**Problem requirements**: Starting at the first line of the data below, repeat each line word for word up to and including the line with "count, not a".

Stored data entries
════════════════
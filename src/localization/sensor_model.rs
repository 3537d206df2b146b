//! Correlation sensor model.
//!
//! Scores each particle by transforming the scan endpoints into the map
//! frame at that particle's pose and counting how many land close to a
//! mapped obstacle. The score is a raw correlation count, not a
//! normalized probability; normalization happens at the population
//! level afterwards.

use crate::core::types::{Point2D, PolarScan};
use crate::map::OccupancyField;

use super::particle::Particle;

/// Configuration for the correlation model.
#[derive(Debug, Clone, Copy)]
pub struct SensorModelConfig {
    /// A scan endpoint closer than this to an obstacle counts as a hit (meters).
    pub close_obstacle_dist: f64,
    /// Lidar mounting offset along the robot's x axis (meters).
    pub lidar_offset_x: f64,
}

impl Default for SensorModelConfig {
    fn default() -> Self {
        Self {
            close_obstacle_dist: 0.01,
            lidar_offset_x: -0.084,
        }
    }
}

/// Obstacle-correlation sensor model.
#[derive(Debug, Clone)]
pub struct CorrelationModel {
    config: SensorModelConfig,
}

impl CorrelationModel {
    pub fn new(config: SensorModelConfig) -> Self {
        Self { config }
    }

    pub fn config(&self) -> &SensorModelConfig {
        &self.config
    }

    /// Reweigh the population against a scan.
    ///
    /// Every particle's weight is reset and set to the number of scan
    /// endpoints whose nearest-obstacle distance falls below the
    /// closeness threshold. Previous weights never carry over.
    pub fn weigh(&self, particles: &mut [Particle], scan: &PolarScan, map: &OccupancyField) {
        // Robot-frame endpoints are pose-independent, compute them once
        let local_points = scan.to_points(self.config.lidar_offset_x);

        for p in particles.iter_mut() {
            p.weight = 0.0;

            let (sin_t, cos_t) = p.pose.theta.sin_cos();
            let mut hits = 0usize;

            for lp in &local_points {
                let world = Point2D::new(
                    p.pose.x + lp.x * cos_t - lp.y * sin_t,
                    p.pose.y + lp.x * sin_t + lp.y * cos_t,
                );
                if map.nearest_obstacle_distance(&world) < self.config.close_obstacle_dist {
                    hits += 1;
                }
            }

            p.weight = hits as f64;
        }
    }
}

#[cfg(test)]
mod tests {
    use super::*;
    use crate::core::types::Pose2D;
    use approx::assert_relative_eq;
    use std::f64::consts::FRAC_PI_2;

    /// 30x30 map at 0.1m covering [-1, 2) with obstacles at world
    /// (1.0, 0.0) and (0.0, 1.0).
    fn two_obstacle_map() -> OccupancyField {
        let width = 30;
        let height = 30;
        let mut cells = vec![0u8; width * height];
        // (1.0, 0.0) -> cell (20, 10); (0.0, 1.0) -> cell (10, 20)
        cells[10 * width + 20] = 1;
        cells[20 * width + 10] = 1;
        OccupancyField::from_cells(width, height, 0.1, -1.0, -1.0, cells).unwrap()
    }

    fn model() -> CorrelationModel {
        CorrelationModel::new(SensorModelConfig {
            close_obstacle_dist: 0.08,
            lidar_offset_x: 0.0,
        })
    }

    #[test]
    fn test_matching_pose_scores_highest() {
        let map = two_obstacle_map();
        // Obstacle seen 1m dead ahead
        let scan = PolarScan::new(vec![1.0], vec![0.0]);

        let mut particles = vec![
            Particle::new(Pose2D::new(0.0, 0.0, 0.0)),
            Particle::new(Pose2D::new(0.55, 0.0, 0.0)),
            Particle::new(Pose2D::new(0.0, 0.55, 0.0)),
            Particle::new(Pose2D::new(0.0, 0.0, FRAC_PI_2)),
        ];
        model().weigh(&mut particles, &scan, &map);

        // Particle at origin facing +x projects the endpoint onto the
        // obstacle at (1, 0); the one facing +y onto the obstacle at (0, 1).
        assert_relative_eq!(particles[0].weight, 1.0);
        assert_relative_eq!(particles[1].weight, 0.0);
        assert_relative_eq!(particles[2].weight, 0.0);
        assert_relative_eq!(particles[3].weight, 1.0);
    }

    #[test]
    fn test_weight_reset_each_call() {
        let map = two_obstacle_map();
        let scan = PolarScan::new(vec![1.0], vec![0.0]);

        let mut particles = vec![Particle::with_weight(Pose2D::new(0.4, -0.4, 0.0), 99.0)];
        model().weigh(&mut particles, &scan, &map);

        // No hit from here; old weight must not survive
        assert_relative_eq!(particles[0].weight, 0.0);
    }

    #[test]
    fn test_empty_scan_zeroes_all_weights() {
        let map = two_obstacle_map();
        let scan = PolarScan::default();

        let mut particles = vec![Particle::with_weight(Pose2D::identity(), 5.0)];
        model().weigh(&mut particles, &scan, &map);

        assert_relative_eq!(particles[0].weight, 0.0);
    }

    #[test]
    fn test_mounting_offset_shifts_endpoints() {
        let map = two_obstacle_map();
        let offset_model = CorrelationModel::new(SensorModelConfig {
            close_obstacle_dist: 0.08,
            lidar_offset_x: -0.1,
        });
        // Range 1.1 plus -0.1 offset puts the endpoint back at x = 1.0
        let scan = PolarScan::new(vec![1.1], vec![0.0]);

        let mut particles = vec![Particle::new(Pose2D::identity())];
        offset_model.weigh(&mut particles, &scan, &map);

        assert_relative_eq!(particles[0].weight, 1.0);
    }
}
//! Thread management for the multi-threaded localization daemon.
//!
//! Three main threads plus the UDP receiver and TCP accept loops:
//! - `EstimationThread`: filter state machine driven by incoming scans
//! - `CorrectionThread`: fixed-rate map->odom transform publication
//! - `PublisherThread`: streams estimate, population and diagnostics

mod correction_thread;
mod estimation_thread;
mod publisher_thread;

pub use correction_thread::{CorrectionThread, CorrectionThreadConfig};
pub use estimation_thread::{EstimationThread, EstimationThreadConfig};
pub use publisher_thread::{PublisherThread, PublisherThreadConfig};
════════════════
**Reply to the task**:
filename src/localization/sensor_model.rs
repository 3537d206df2b146b
//! Correlation sensor model.
//!
//! Scores each particle by transforming the scan endpoints into the map
//! frame at that particle's pose and counting how many land close to a
//! mapped obstacle. The score is a raw correlation count, not a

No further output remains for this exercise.